*REQUIREMENT*
Starting at the top of the entries below, set down every line exactly, please, until you reach the line with "id 1, function", which is included too.

START DATA SHOWN

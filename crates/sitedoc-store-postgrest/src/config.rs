/// Connection settings for a PostgREST-compatible store. Supabase projects
/// work as-is: the REST surface lives under `{base_url}/rest/v1`.
#[derive(Debug, Clone)]
pub struct PostgrestConfig {
    /// Project base URL, e.g. `https://abcdefgh.supabase.co`.
    pub base_url: String,
    /// API key, sent as both the `apikey` header and the bearer token.
    pub api_key: String,
    /// Table holding the single content row.
    pub table: String,
    /// Primary key of that row.
    pub row_id: i64,
    /// Name of the atomic swap function.
    pub swap_function: String,
}

impl PostgrestConfig {
    /// Settings matching the shipped `schema.sql`: table `website_content`,
    /// row id 1, function `update_website_content`.
    pub fn new(base_url: impl Into<String>, api_key: impl Into<String>) -> Self {
        Self {
            base_url: base_url.into(),
            api_key: api_key.into(),
            table: "website_content".to_string(),
            row_id: 1,
            swap_function: "update_website_content".to_string(),
        }
    }
}
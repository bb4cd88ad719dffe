use serde::{Deserialize, Serialize};
use tracing::warn;

use crate::document::DocumentRow;
use crate::error::{LoadError, StoreError};
use crate::store::DocumentStore;

/// What the store's schema supports, decided once per load.
///
/// A session can downgrade (`Versioned` to `MissingProcedure` when the first
/// guarded write finds the procedure absent) but never upgrades itself; only
/// a fresh load re-probes.
#[derive(Debug, Clone, Copy, PartialEq, Eq, Serialize, Deserialize)]
#[serde(rename_all = "snake_case")]
pub enum Capability {
    /// Version column and swap procedure in place; saves are guarded.
    Versioned,
    /// No version column. Saves are plain overwrites, last write wins.
    MissingColumn,
    /// Version column present but no swap procedure. Saves are plain
    /// overwrites, last write wins.
    MissingProcedure,
}

impl Capability {
    /// Whether saves go through the atomic compare-and-swap.
    pub fn is_guarded(&self) -> bool {
        matches!(self, Self::Versioned)
    }

    /// Operator-facing warning for degraded modes.
    pub fn warning(&self) -> Option<&'static str> {
        match self {
            Self::Versioned => None,
            Self::MissingColumn => Some(
                "store has no version column; concurrent edits will silently overwrite each other",
            ),
            Self::MissingProcedure => Some(
                "store has no swap procedure; concurrent edits will silently overwrite each other",
            ),
        }
    }
}

/// What a probe learned: the capability plus the row it read on the way.
#[derive(Debug, Clone)]
pub struct ProbeReport {
    pub capability: Capability,
    pub row: Option<DocumentRow>,
}

/// Probe a store with a versioned read, falling back to an unversioned read
/// when the schema lacks the version column.
///
/// One round trip in the common case, two on the fallback path. A missing
/// swap procedure cannot be seen from here; the first guarded write discovers
/// it and the client records the downgrade.
pub async fn probe(store: &dyn DocumentStore) -> Result<ProbeReport, LoadError> {
    match store.fetch().await {
        Ok(row) => Ok(ProbeReport {
            capability: Capability::Versioned,
            row,
        }),
        Err(StoreError::UndefinedColumn(detail)) => {
            warn!(
                "Version column missing on {} store ({}); saves will be unguarded",
                store.store_name(),
                detail
            );
            let content = store
                .fetch_without_version()
                .await
                .map_err(LoadError::Fetch)?;
            Ok(ProbeReport {
                capability: Capability::MissingColumn,
                row: content.map(|content| DocumentRow {
                    content,
                    version: None,
                }),
            })
        }
        Err(err) => Err(LoadError::Fetch(err)),
    }
}

#[cfg(test)]
mod tests {
    use super::*;

    #[test]
    fn test_capability_serializes_snake_case() {
        let value = serde_json::to_value(Capability::MissingProcedure).unwrap();
        assert_eq!(value, serde_json::json!("missing_procedure"));
    }

    #[test]
    fn test_only_versioned_is_guarded() {
        assert!(Capability::Versioned.is_guarded());
        assert!(Capability::Versioned.warning().is_none());
        for degraded in [Capability::MissingColumn, Capability::MissingProcedure] {
            assert!(!degraded.is_guarded());
            assert!(degraded.warning().is_some());
        }
    }
}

END DATA SHOWN

*TASK RESULT*
filename crates/sitedoc-store-postgrest/src/config.rs
/// Connection settings for a PostgREST-compatible store. Supabase projects
/// work as-is: the REST surface lives under `{base_url}/rest/v1`.
#[derive(Debug, Clone)]
pub struct PostgrestConfig {
    /// Project base URL, e.g. `https://abcdefgh.supabase.co`.
    pub base_url: String,
    /// API key, sent as both the `apikey` header and the bearer token.
    pub api_key: String,
    /// Table holding the single content row.
    pub table: String,
    /// Primary key of that row.
    pub row_id: i64,
    /// Name of the atomic swap function.
    pub swap_function: String,
}

impl PostgrestConfig {
    /// Settings matching the shipped `schema.sql`: table `website_content`,
    /// row id 1, function `update_website_content`.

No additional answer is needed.